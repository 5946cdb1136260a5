// SPDX-License-Identifier: BUSL-1.1
// Copyright (c) 2026 Alfred Jean LLC

//! ID generation abstractions shared across the pipeline crates.

use std::sync::atomic::{AtomicU64, Ordering};
use std::sync::Arc;

/// Trait for truncating identifiers to a short display prefix.
pub trait ShortId {
    /// Returns a string slice truncated to at most `n` characters.
    fn short(&self, n: usize) -> &str;
}

impl ShortId for str {
    fn short(&self, n: usize) -> &str {
        if self.len() <= n {
            self
        } else {
            &self[..n]
        }
    }
}

/// Define a newtype ID wrapper around `String`.
///
/// Generates `new()`, `as_str()`, `short()`, `Display`, `From<String>`, `From<&str>`,
/// `PartialEq<str>`, `PartialEq<&str>`, and `Borrow<str>` implementations.
#[macro_export]
macro_rules! define_id {
    (
        $(#[$meta:meta])*
        pub struct $name:ident;
    ) => {
        $(#[$meta])*
        #[derive(Debug, Clone, PartialEq, Eq, Hash, serde::Serialize, serde::Deserialize)]
        pub struct $name(pub String);

        impl $name {
            pub fn new(id: impl Into<String>) -> Self {
                Self(id.into())
            }

            pub fn as_str(&self) -> &str {
                &self.0
            }

            /// Returns a string slice truncated to at most `n` characters.
            pub fn short(&self, n: usize) -> &str {
                if self.0.len() <= n {
                    &self.0
                } else {
                    &self.0[..n]
                }
            }
        }

        impl std::fmt::Display for $name {
            fn fmt(&self, f: &mut std::fmt::Formatter<'_>) -> std::fmt::Result {
                write!(f, "{}", self.0)
            }
        }

        impl From<String> for $name {
            fn from(s: String) -> Self {
                Self(s)
            }
        }

        impl From<&str> for $name {
            fn from(s: &str) -> Self {
                Self(s.to_string())
            }
        }

        impl PartialEq<str> for $name {
            fn eq(&self, other: &str) -> bool {
                self.0 == other
            }
        }

        impl PartialEq<&str> for $name {
            fn eq(&self, other: &&str) -> bool {
                self.0 == *other
            }
        }

        impl std::borrow::Borrow<str> for $name {
            fn borrow(&self) -> &str {
                &self.0
            }
        }
    };
}

/// Generates unique identifiers for new records.
pub trait IdGen: Clone + Send + Sync {
    fn next(&self) -> String;
}

/// UUID-based ID generator for production use.
#[derive(Clone, Default)]
pub struct UuidIdGen;

impl IdGen for UuidIdGen {
    fn next(&self) -> String {
        uuid::Uuid::new_v4().to_string()
    }
}

/// Sequential ID generator for deterministic tests.
#[derive(Clone)]
pub struct SequentialIdGen {
    prefix: String,
    counter: Arc<AtomicU64>,
}

impl SequentialIdGen {
    pub fn new(prefix: impl Into<String>) -> Self {
        Self {
            prefix: prefix.into(),
            counter: Arc::new(AtomicU64::new(1)),
        }
    }
}

impl Default for SequentialIdGen {
    fn default() -> Self {
        Self::new("id")
    }
}

impl IdGen for SequentialIdGen {
    fn next(&self) -> String {
        let n = self.counter.fetch_add(1, Ordering::SeqCst);
        format!("{}-{}", self.prefix, n)
    }
}

#[cfg(test)]
#[path = "id_tests.rs"]
mod tests;
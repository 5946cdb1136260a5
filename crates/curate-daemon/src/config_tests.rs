use super::*;
use serial_test::serial;

fn clear_all() {
    for var in [
        "CURATE_COSMOS_ENDPOINT",
        "CURATE_COSMOS_KEY",
        "CURATE_COSMOS_DATABASE",
        "CURATE_BUS_CONNECTION_STRING",
        "CURATE_SLOW_REPOSITORY_MS",
        "CURATE_MAX_CONCURRENT_HANDLERS",
        "CURATE_EVENT_QUEUE_MAXSIZE",
        "CURATE_CHANGE_FEED_PAGE_SIZE",
        "CURATE_AZURE_OPENAI_ENDPOINT",
        "CURATE_AZURE_OPENAI_KEY",
        "CURATE_AZURE_OPENAI_DEPLOYMENT",
    ] {
        std::env::remove_var(var);
    }
}

#[test]
#[serial]
fn missing_cosmos_endpoint_is_rejected() {
    clear_all();
    std::env::set_var("CURATE_COSMOS_KEY", "key");
    let result = Settings::load();
    assert!(matches!(result, Err(ConfigError::Missing("CURATE_COSMOS_ENDPOINT"))));
}

#[test]
#[serial]
fn unset_optional_settings_fall_back_to_documented_defaults() {
    clear_all();
    std::env::set_var("CURATE_COSMOS_ENDPOINT", "https://example.documents.azure.com");
    std::env::set_var("CURATE_COSMOS_KEY", "key");
    let settings = Settings::load().unwrap();
    assert_eq!(settings.cosmos_database, "curate");
    assert_eq!(settings.slow_repository_ms, DEFAULT_SLOW_REPOSITORY_MS);
    assert_eq!(settings.max_concurrent_handlers, DEFAULT_MAX_CONCURRENT_HANDLERS);
    assert_eq!(settings.event_queue_maxsize, DEFAULT_EVENT_QUEUE_MAXSIZE);
    assert_eq!(settings.change_feed_page_size, DEFAULT_CHANGE_FEED_PAGE_SIZE);
    assert!(settings.bus_connection_string.is_none());
}

#[test]
#[serial]
fn a_malformed_integer_override_is_rejected_with_its_name() {
    clear_all();
    std::env::set_var("CURATE_COSMOS_ENDPOINT", "https://example.documents.azure.com");
    std::env::set_var("CURATE_COSMOS_KEY", "key");
    std::env::set_var("CURATE_MAX_CONCURRENT_HANDLERS", "not-a-number");
    let result = Settings::load();
    assert!(matches!(result, Err(ConfigError::Invalid { name: "CURATE_MAX_CONCURRENT_HANDLERS", .. })));
}

#[test]
#[serial]
fn slow_repository_threshold_converts_ms_to_a_duration() {
    clear_all();
    std::env::set_var("CURATE_COSMOS_ENDPOINT", "https://example.documents.azure.com");
    std::env::set_var("CURATE_COSMOS_KEY", "key");
    std::env::set_var("CURATE_SLOW_REPOSITORY_MS", "750");
    let settings = Settings::load().unwrap();
    assert_eq!(settings.slow_repository_threshold(), Duration::from_millis(750));
}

----------

[Task to carry out]:
The response should be every record above restated exactly.

[Task answer]:
repository 5946cdb1136260a5
// SPDX-License-Identifier: BUSL-1.1
// Copyright (c) 2026 Alfred Jean LLC

//! ID generation abstractions shared across the pipeline crates.

use std::sync::atomic::{AtomicU64, Ordering};
use std::sync::Arc;

/// Trait for truncating identifiers to a short display prefix.
pub trait ShortId {
    /// Returns a string slice truncated to at most `n` characters.
    fn short(&self, n: usize) -> &str;
}

impl ShortId for str {
    fn short(&self, n: usize) -> &str {
        if self.len() <= n {
            self
        } else {
            &self[..n]
        }
    }
}

/// Define a newtype ID wrapper around `String`.
///
/// Generates `new()`, `as_str()`, `short()`, `Display`, `From<String>`, `From<&str>`,
/// `PartialEq<str>`, `PartialEq<&str>`, and `Borrow<str>` implementations.
#[macro_export]
macro_rules! define_id {
    (
        $(#[$meta:meta])*
        pub struct $name:ident;
    ) => {
        $(#[$meta])*
        #[derive(Debug, Clone, PartialEq, Eq, Hash, serde::Serialize, serde::Deserialize)]
        pub struct $name(pub String);

        impl $name {
            pub fn new(id: impl Into<String>) -> Self {
                Self(id.into())
            }

            pub fn as_str(&self) -> &str {
                &self.0
            }

            /// Returns a string slice truncated to at most `n` characters.
            pub fn short(&self, n: usize) -> &str {
                if self.0.len() <= n {
                    &self.0
                } else {
                    &self.0[..n]
                }
            }
        }

        impl std::fmt::Display for $name {
            fn fmt(&self, f: &mut std::fmt::Formatter<'_>) -> std::fmt::Result {
                write!(f, "{}", self.0)
            }
        }

        impl From<String> for $name {
            fn from(s: String) -> Self {
                Self(s)
            }
        }

        impl From<&str> for $name {
            fn from(s: &str) -> Self {
                Self(s.to_string())
            }
        }

        impl PartialEq<str> for $name {
            fn eq(&self, other: &str) -> bool {
                self.0 == other
            }
        }

        impl PartialEq<&str> for $name {
            fn eq(&self, other: &&str) -> bool {
                self.0 == *other
            }
        }

        impl std::borrow::Borrow<str> for $name {
            fn borrow(&self) -> &str {
                &self.0
            }
        }
    };
}

/// Generates unique identifiers for new records.
pub trait IdGen: Clone + Send + Sync {
    fn next(&self) -> String;
}

/// UUID-based ID generator for production use.
#[derive(Clone, Default)]
pub struct UuidIdGen;

impl IdGen for UuidIdGen {
    fn next(&self) -> String {
        uuid::Uuid::new_v4().to_string()
    }
}

/// Sequential ID generator for deterministic tests.
#[derive(Clone)]
pub struct SequentialIdGen {
    prefix: String,
    counter: Arc<AtomicU64>,
}

impl SequentialIdGen {
    pub fn new(prefix: impl Into<String>) -> Self {
        Self {
            prefix: prefix.into(),
            counter: Arc::new(AtomicU64::new(1)),
        }
    }
}

impl Default for SequentialIdGen {
    fn default() -> Self {
        Self::new("id")
    }
}

impl IdGen for SequentialIdGen {
    fn next(&self) -> String {
        let n = self.counter.fetch_add(1, Ordering::SeqCst);
        format!("{}-{}", self.prefix, n)
    }
}

#[cfg(test)]
#[path = "id_tests.rs"]
mod tests;
repository 5946cdb1136260a5
filename crates/curate-daemon/src/config_tests.rs
use super::*;
use serial_test::serial;

fn clear_all() {
    for var in [
        "CURATE_COSMOS_ENDPOINT",
        "CURATE_COSMOS_KEY",
        "CURATE_COSMOS_DATABASE",
        "CURATE_BUS_CONNECTION_STRING",
        "CURATE_SLOW_REPOSITORY_MS",
        "CURATE_MAX_CONCURRENT_HANDLERS",
        "CURATE_EVENT_QUEUE_MAXSIZE",
        "CURATE_CHANGE_FEED_PAGE_SIZE",
        "CURATE_AZURE_OPENAI_ENDPOINT",
        "CURATE_AZURE_OPENAI_KEY",
        "CURATE_AZURE_OPENAI_DEPLOYMENT",
    ] {
        std::env::remove_var(var);
    }
}

#[test]
#[serial]
fn missing_cosmos_endpoint_is_rejected() {
    clear_all();
    std::env::set_var("CURATE_COSMOS_KEY", "key");
    let result = Settings::load();
    assert!(matches!(result, Err(ConfigError::Missing("CURATE_COSMOS_ENDPOINT"))));
}

#[test]
#[serial]
fn unset_optional_settings_fall_back_to_documented_defaults() {
    clear_all();
    std::env::set_var("CURATE_COSMOS_ENDPOINT", "https://example.documents.azure.com");
    std::env::set_var("CURATE_COSMOS_KEY", "key");
    let settings = Settings::load().unwrap();
    assert_eq!(settings.cosmos_database, "curate");
    assert_eq!(settings.slow_repository_ms, DEFAULT_SLOW_REPOSITORY_MS);
    assert_eq!(settings.max_concurrent_handlers, DEFAULT_MAX_CONCURRENT_HANDLERS);
    assert_eq!(settings.event_queue_maxsize, DEFAULT_EVENT_QUEUE_MAXSIZE);
    assert_eq!(settings.change_feed_page_size, DEFAULT_CHANGE_FEED_PAGE_SIZE);
    assert!(settings.bus_connection_string.is_none());
}

#[test]
#[serial]
fn a_malformed_integer_override_is_rejected_with_its_name() {
    clear_all();
    std::env::set_var("CURATE_COSMOS_ENDPOINT", "https://example.documents.azure.com");
    std::env::set_var("CURATE_COSMOS_KEY", "key");
    std::env::set_var("CURATE_MAX_CONCURRENT_HANDLERS", "not-a-number");
    let result = Settings::load();
    assert!(matches!(result, Err(ConfigError::Invalid { name: "CURATE_MAX_CONCURRENT_HANDLERS", .. })));
}

#[test]
#[serial]
fn slow_repository_threshold_converts_ms_to_a_duration() {
    clear_all();
    std::env::set_var("CURATE_COSMOS_ENDPOINT", "https://example.documents.azure.com");
    std::env::set_var("CURATE_COSMOS_KEY", "key");
    std::env::set_var("CURATE_SLOW_REPOSITORY_MS", "750");
    let settings = Settings::load().unwrap();
    assert_eq!(settings.slow_repository_threshold(), Duration::from_millis(750));
}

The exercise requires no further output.